Posted Date: Friday 1 November 2019    

As we approach Autumn, the temperature mellows and the humidity drops, leaves change colour and trees begin to fruit. Autumn may be brief in Hong Kong, but it is just long enough to work its charm in all sorts of ways. It is a time of plentiful natural harvest, as celebrated by the Autumn festival throughout China. For our botanists in the Flora Conservation Department, the season is greeted with a burst of activity to collect seeds for our various plant conservation and ecological restoration programmes.

Ten years after they were first planted, we are delighted to witness the fruiting of two rare native oaks on our upper slopes this Autumn. They are Lithocarpus elizabethae (left) and Castanopsis concinna (right).
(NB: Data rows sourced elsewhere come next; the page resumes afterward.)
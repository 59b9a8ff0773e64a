//! Central error types for the gateway, and their mapping back to HTTP
//! responses. Every per-request failure funnels into [ApiError] so that each
//! request produces exactly one response.

use axum::http::StatusCode;
use axum::response::{IntoResponse, Response};
use axum::Json;
use log::{debug, warn};
use thiserror::Error;

use crate::api_types::ErrorBody;

/// Raw failures from the key-record store client. Validity policy (expiry and
/// friends) is layered on top of these by the handlers, not here.
#[derive(Debug, Error, PartialEq, Eq)]
pub enum StoreError {
    #[error("no record matches the supplied key")]
    NotFound,

    #[error("record store unreachable: {0}")]
    Unreachable(String),

    #[error("record store returned status {status}")]
    Store { status: u16, detail: String },
}

#[derive(Debug, Error, PartialEq, Eq)]
pub enum AuthError {
    #[error("missing X-API-Key header")]
    MissingKey,

    #[error("invalid API key")]
    InvalidKey,

    #[error("API key expired")]
    Expired,

    #[error("auth service unavailable")]
    StoreUnreachable,

    #[error("stored expiry timestamp is malformed")]
    MalformedExpiry,
}

#[derive(Debug, Error, PartialEq, Eq)]
pub enum UploadError {
    #[error("uploaded file must be an image")]
    NotAnImage,

    #[error("missing multipart field `{0}`")]
    MissingField(&'static str),

    #[error("malformed multipart payload: {0}")]
    Malformed(String),
}

#[derive(Debug, Error, PartialEq, Eq)]
pub enum InferenceError {
    #[error("inference endpoint unreachable: {0}")]
    Unavailable(String),

    #[error("inference endpoint returned status {status}")]
    NonSuccess { status: u16 },

    /// The call succeeded but the model declined to emit a usable image.
    #[error("model response contained no image payload")]
    NoImageProduced,

    #[error("embedded image data is malformed: {0}")]
    MalformedImageData(String),
}

/// Umbrella over everything a handler can fail with.
#[derive(Debug, Error, PartialEq, Eq)]
pub enum ApiError {
    #[error(transparent)]
    Auth(#[from] AuthError),

    #[error(transparent)]
    Upload(#[from] UploadError),

    #[error(transparent)]
    Inference(#[from] InferenceError),
}

impl ApiError {
    pub fn status(&self) -> StatusCode {
        match self {
            ApiError::Auth(_) => StatusCode::UNAUTHORIZED,
            ApiError::Upload(_) => StatusCode::BAD_REQUEST,
            ApiError::Inference(_) => StatusCode::INTERNAL_SERVER_ERROR,
        }
    }

    /// Stable category string carried in the error body. Callers dispatch on
    /// these, so renaming one is a breaking API change.
    pub fn category(&self) -> &'static str {
        match self {
            ApiError::Auth(AuthError::MissingKey) => "missing_key",
            ApiError::Auth(AuthError::InvalidKey) => "invalid_key",
            ApiError::Auth(AuthError::Expired) => "expired_key",
            ApiError::Auth(AuthError::StoreUnreachable) => "store_unreachable",
            ApiError::Auth(AuthError::MalformedExpiry) => "malformed_expiry",
            ApiError::Upload(UploadError::NotAnImage) => "not_an_image",
            ApiError::Upload(_) => "bad_request",
            ApiError::Inference(InferenceError::Unavailable(_)) => "upstream_unavailable",
            ApiError::Inference(InferenceError::NonSuccess { .. }) => "upstream_non_success",
            ApiError::Inference(InferenceError::NoImageProduced) => "no_image_produced",
            ApiError::Inference(InferenceError::MalformedImageData(_)) => "malformed_image_data",
        }
    }
}

impl IntoResponse for ApiError {
    fn into_response(self) -> Response {
        let status = self.status();
        let body = ErrorBody {
            category: self.category().to_owned(),
            detail: self.to_string(),
        };

        if status.is_server_error() {
            warn!("request failed ({}): {}", body.category, body.detail);
        } else {
            debug!("request rejected ({}): {}", body.category, body.detail);
        }

        (status, Json(body)).into_response()
    }
}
Do the fruits of the hairy chestnut on the right remind you of anything? For me, they conjure fond memories from my teenage years. As the temperature started to drop at the end of the long summer, one thing that I always looked forward to after school was buying a small bag of freshly roasted chestnuts on my way home. The aroma wafting from the chestnut roaster’s pan mingles with visions of lanterns and the taste of mooncakes to evoke an autumnal Hong Kong street scene. The prickly fruits shown here belong to a wild relative of the sweet chestnut and they ripen at around the same time.

Both this and the Hong Kong tanoak, L. elizabethae, were originally described from specimens collected in Hong Kong and both are only found in southeast China. Although almost certainly once common components of the forest canopy, today these oaks are extremely rare. They form massive trees that cast deep shade, stabilise the soil and provide food and shelter for forest-dwelling animals such as squirrels, birds and wild pigs. However, their strong, decay-resistant wood made them a target for the logger’s axe.

Oaks signify strength, moral integrity and knowledge in cultures around the world.  Observing the integration of these fine trees into our burgeoning secondary forest is a sure sign of our efforts in restoration bearing fruit. The seeds they scatter this Autumn offer hope for the recovery of Hong Kong’s rich mixed woodland.